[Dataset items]
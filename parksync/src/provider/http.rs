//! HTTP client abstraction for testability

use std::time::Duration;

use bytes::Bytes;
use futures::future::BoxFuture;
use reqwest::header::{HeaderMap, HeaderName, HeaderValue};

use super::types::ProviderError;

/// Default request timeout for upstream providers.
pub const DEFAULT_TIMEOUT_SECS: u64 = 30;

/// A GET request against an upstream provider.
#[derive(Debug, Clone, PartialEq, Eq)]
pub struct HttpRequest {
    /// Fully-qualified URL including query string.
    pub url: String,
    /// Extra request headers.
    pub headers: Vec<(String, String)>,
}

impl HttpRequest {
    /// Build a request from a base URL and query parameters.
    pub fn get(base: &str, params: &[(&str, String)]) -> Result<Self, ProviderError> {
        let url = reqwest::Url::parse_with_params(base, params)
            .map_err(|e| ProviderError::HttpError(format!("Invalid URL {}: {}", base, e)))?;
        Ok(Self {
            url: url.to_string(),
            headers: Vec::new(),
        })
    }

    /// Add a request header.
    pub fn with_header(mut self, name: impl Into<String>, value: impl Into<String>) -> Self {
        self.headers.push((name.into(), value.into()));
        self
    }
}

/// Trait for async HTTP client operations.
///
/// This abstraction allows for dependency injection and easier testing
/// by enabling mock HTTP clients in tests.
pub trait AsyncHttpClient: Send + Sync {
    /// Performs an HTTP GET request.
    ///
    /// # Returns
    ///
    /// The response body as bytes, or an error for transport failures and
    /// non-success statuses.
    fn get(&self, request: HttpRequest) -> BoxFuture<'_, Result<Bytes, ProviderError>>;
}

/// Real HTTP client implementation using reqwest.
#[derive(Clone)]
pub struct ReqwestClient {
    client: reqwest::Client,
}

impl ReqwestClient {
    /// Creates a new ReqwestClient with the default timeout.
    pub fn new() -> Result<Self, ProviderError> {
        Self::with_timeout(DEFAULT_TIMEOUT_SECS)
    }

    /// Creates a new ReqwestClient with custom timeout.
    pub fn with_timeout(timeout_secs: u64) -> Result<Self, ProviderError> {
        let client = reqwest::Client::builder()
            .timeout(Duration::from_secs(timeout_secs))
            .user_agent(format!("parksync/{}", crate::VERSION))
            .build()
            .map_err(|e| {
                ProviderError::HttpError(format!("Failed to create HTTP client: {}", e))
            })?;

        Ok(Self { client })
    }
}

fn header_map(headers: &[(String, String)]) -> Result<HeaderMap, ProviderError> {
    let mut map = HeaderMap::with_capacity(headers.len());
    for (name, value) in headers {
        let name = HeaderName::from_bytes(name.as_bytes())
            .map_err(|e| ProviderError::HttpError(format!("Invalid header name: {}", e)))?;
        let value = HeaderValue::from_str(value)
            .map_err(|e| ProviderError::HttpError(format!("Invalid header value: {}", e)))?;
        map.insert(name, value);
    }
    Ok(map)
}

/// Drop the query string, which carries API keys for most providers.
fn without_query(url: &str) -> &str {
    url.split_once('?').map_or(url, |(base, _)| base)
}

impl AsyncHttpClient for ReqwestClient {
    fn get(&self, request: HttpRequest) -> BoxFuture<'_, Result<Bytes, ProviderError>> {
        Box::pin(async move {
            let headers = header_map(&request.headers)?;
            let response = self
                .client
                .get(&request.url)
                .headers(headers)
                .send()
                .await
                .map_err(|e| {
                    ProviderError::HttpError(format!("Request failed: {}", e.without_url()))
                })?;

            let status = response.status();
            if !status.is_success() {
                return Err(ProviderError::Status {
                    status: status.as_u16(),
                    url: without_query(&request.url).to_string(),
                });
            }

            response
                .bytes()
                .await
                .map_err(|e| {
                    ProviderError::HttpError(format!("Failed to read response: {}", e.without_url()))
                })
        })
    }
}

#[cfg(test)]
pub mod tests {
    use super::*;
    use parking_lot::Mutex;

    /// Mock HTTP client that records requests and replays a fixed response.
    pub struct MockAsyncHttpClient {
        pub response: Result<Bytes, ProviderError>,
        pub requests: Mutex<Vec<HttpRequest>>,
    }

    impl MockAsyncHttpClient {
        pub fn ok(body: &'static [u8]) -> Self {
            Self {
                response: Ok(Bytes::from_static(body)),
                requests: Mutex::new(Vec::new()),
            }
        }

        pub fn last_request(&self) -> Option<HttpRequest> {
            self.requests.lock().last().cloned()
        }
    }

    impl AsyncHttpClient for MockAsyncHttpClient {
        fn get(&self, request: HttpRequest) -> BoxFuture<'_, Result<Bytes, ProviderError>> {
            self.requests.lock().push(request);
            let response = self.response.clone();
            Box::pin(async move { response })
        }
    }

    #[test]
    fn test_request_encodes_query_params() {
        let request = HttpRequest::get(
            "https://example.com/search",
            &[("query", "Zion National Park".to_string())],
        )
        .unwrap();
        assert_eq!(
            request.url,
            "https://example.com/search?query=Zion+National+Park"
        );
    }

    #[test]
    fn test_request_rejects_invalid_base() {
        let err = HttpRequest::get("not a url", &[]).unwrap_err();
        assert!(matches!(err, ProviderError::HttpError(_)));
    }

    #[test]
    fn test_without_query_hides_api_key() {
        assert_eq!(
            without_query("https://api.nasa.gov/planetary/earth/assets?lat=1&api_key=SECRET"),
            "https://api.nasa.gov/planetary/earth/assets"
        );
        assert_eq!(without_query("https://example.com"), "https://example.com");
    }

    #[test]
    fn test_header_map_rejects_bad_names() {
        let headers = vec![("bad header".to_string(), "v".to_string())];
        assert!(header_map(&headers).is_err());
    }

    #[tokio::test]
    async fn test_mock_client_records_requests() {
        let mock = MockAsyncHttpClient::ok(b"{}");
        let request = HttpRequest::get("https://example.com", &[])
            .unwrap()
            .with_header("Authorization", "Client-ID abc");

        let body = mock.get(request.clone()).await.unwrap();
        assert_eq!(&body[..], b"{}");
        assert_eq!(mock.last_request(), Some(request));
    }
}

**Your instructions**
Using the entries above, tally every line that holds the word "National". Answer with that number only.

**Response to this exercise**
2